In verses 35-36, Mark introduces the scene. It was already evening and Jesus ends the lesson for the day. Mark informs us that there were other boats that accompanied the boat where Jesus was. But it was only the boat that transported Jesus and the disciples that becomes the center of his story.
In verse 37, all hell breaks loose. Storms suddenly arise in the middle of the Sea of Galilee, but these do not surprise fishermen who are used to them and who have learned to know the signs of their coming. This time, however, the waves generated by the "great wind" threatens to capsize the boat, and so it becomes a matter of grave concern. The external turbulence of the sea and the anxiety of the disciples on the one hand, contrasts with the calm of Jesus on the other, who soundly sleeps at the stern where the boat's steersman should be.
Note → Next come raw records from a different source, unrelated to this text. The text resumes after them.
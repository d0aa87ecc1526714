//! Artifact checksum calculation.
//!
//! One-file builds produce a single executable, one-folder builds a directory
//! tree. Both are reduced to one SHA-256 digest for the run report.

use crate::bundler::{
    Result,
    error::{Error, ErrorExt},
};
use sha2::{Digest, Sha256};
use std::{fs::File, io, path::Path};

/// Calculates SHA256 checksum of a file or directory.
///
/// Directories are hashed file by file in sorted path order, feeding each
/// relative path before its content, so the digest is stable across runs.
pub async fn artifact_sha256(path: &Path) -> Result<String> {
    let path = path.to_path_buf();
    tokio::task::spawn_blocking(move || -> Result<String> {
        let metadata = std::fs::metadata(&path).fs_context("reading artifact metadata", &path)?;
        if metadata.is_file() {
            let mut hasher = Sha256::new();
            hash_file(&path, &mut hasher)?;
            Ok(hex::encode(hasher.finalize()))
        } else if metadata.is_dir() {
            directory_sha256(&path)
        } else {
            Err(Error::GenericError(format!(
                "{} is neither a file nor a directory",
                path.display()
            )))
        }
    })
    .await
    .map_err(|e| Error::GenericError(format!("checksum task failed: {e}")))?
}

fn hash_file(path: &Path, hasher: &mut Sha256) -> Result<()> {
    let mut file = File::open(path).fs_context("opening file for hashing", path)?;
    io::copy(&mut file, hasher).fs_context("reading file for hash calculation", path)?;
    Ok(())
}

fn directory_sha256(dir: &Path) -> Result<String> {
    let mut entries = Vec::new();
    for entry in walkdir::WalkDir::new(dir).follow_links(false) {
        let entry = entry?;
        if entry.file_type().is_file() {
            entries.push(entry.into_path());
        }
    }
    entries.sort();

    let mut hasher = Sha256::new();
    for path in entries {
        if let Ok(rel_path) = path.strip_prefix(dir) {
            hasher.update(rel_path.to_string_lossy().as_bytes());
        }
        hash_file(&path, &mut hasher)?;
    }

    Ok(hex::encode(hasher.finalize()))
}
It has been said that one of the features of Mark's gospel is the way it depicts the humanity of Jesus. Jesus was tired and so he was asleep. He has done his work for that day and like the farmer in one of his parables (cf. Mark 4:26-27) he sleeps and not worries about the seed he has planted. He is like one of those loved by God who "provides for them even as they sleep" (Ps. 127:2)
In contrast, the disciples were worried. Their anxiety is implicit in what they say to Jesus when they wake him up: "Does it not concern you that we are perishing?" First, Mark points to the danger that the boat would turn over in the midst of the sea. Now the disciples see the threat as directed to them. They think that Jesus' sleeping through the danger is a sign of uncaring. But Jesus wakes up because the disciples called.
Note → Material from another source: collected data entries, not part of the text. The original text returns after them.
//! Code signing configuration.

use serde::Deserialize;
use std::path::PathBuf;

/// Authenticode signing configuration for the installer.
///
/// Signing only happens when all three values are present and both paths
/// exist on disk. Anything less skips signing with a warning; it is never an
/// error.
///
/// # Configuration
///
/// ```toml
/// [security]
/// signtool_path = "C:/Program Files (x86)/Windows Kits/10/bin/x64/signtool.exe"
/// certificate_path = "cert.pfx"
/// certificate_password = "secret"
/// ```
#[derive(Clone, Default, Deserialize)]
#[serde(default)]
pub struct SecuritySettings {
    /// Path to the signing tool (`signtool.exe`).
    ///
    /// Default: None (unsigned)
    pub signtool_path: Option<PathBuf>,

    /// Path to the PKCS#12 certificate (.pfx).
    ///
    /// Default: None
    pub certificate_path: Option<PathBuf>,

    /// Password protecting the certificate.
    ///
    /// Default: None
    pub certificate_password: Option<String>,
}

impl std::fmt::Debug for SecuritySettings {
    fn fmt(&self, f: &mut std::fmt::Formatter<'_>) -> std::fmt::Result {
        f.debug_struct("SecuritySettings")
            .field("signtool_path", &self.signtool_path)
            .field("certificate_path", &self.certificate_path)
            .field(
                "certificate_password",
                &self.certificate_password.as_ref().map(|_| "<redacted>"),
            )
            .finish()
    }
}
"Be quiet. Shut up!" Jesus addresses himself to the great wind (v. 37) as if it were a howling animal. And immediately a "great calm" descends like a blanket over thes sea. In the Bible, the Sea is the primordial chaos which the Creator God subdues. It threatens God's creation when it crosses beyond the limits set for it, but it is God who beats it back to its place (cf. Psalm 104:5-9). In Job 38:8-11, God challenges the impudence of a man who thinks he knows more than God with the following words:
Who shut up the sea behind doors
when it burst forth from the womb
when I made the clouds its garment
and wrapped it in thick darkness
when I fixed the limits for it
and set its doors and bars in place
when I said "This far you come no farther;
here is where your proud waves halt?"
The Sea is like a dangerous animal who knows its owner. When Jesus gave it an order that it obeyed, the disciples begin to wonder: "Who is this ...?"
Jesus rebuked the disciples in turn "Why are you afraid? Don't you have faith yet?" These were after all men who have seen him drive away demons with a word. In the Bible, faith contrasts with fear. Those who have faith are not cowardly (Greek, deiloi deiloi, the word used here). In Jesus' mind, the disciples should not be afraid because he was with them.
The rebuke however seems to have missed its mark as the disciples were thinking of something else: "Who is this wom the winds and waves obey?" Mark employs another word for fear to indicate the astonishment of the disciples phobeisthai fobeisyai, the equivalent of "awe" in this context. "Astonishment" "amazement" and "awe" -- these characterized the disciples who witness Jesus' mastery over the Sea and waves -- a Lordship that only Yahweh has demonstrated throughout the history of His people.
Mark hands on to his readers a memory of Jesus that he in turn received fro the apostles. It is a memory that has been colored by the subsequent experience of the risen Lord in their midst. Mark rewrites the memory so as to include even those insights that have formed in the conviction of the early christian community about Jesus the Christ. St. Paul would even say "We no longer regard Christ as if he were merely human" (cf. 2 Cor. 5:16b, kata sarka "according to the flesh"). For he is no longer simply "son of the carpenter"; he has received the name above every other name: "Lord" (cf. Phil 2:11). "I will be with you," the Lord promised, "until the end of the ages" (Mt. 28:20). Even during moments when the great winds of persecution threatened their boat, the Lord was with them. Jesus' rebuke to the disciples in v. 40 is now presented as a challenge and an invitation to faith. For faith, no matter how small, matches any great wind that make life so uncertain and ever so threatened.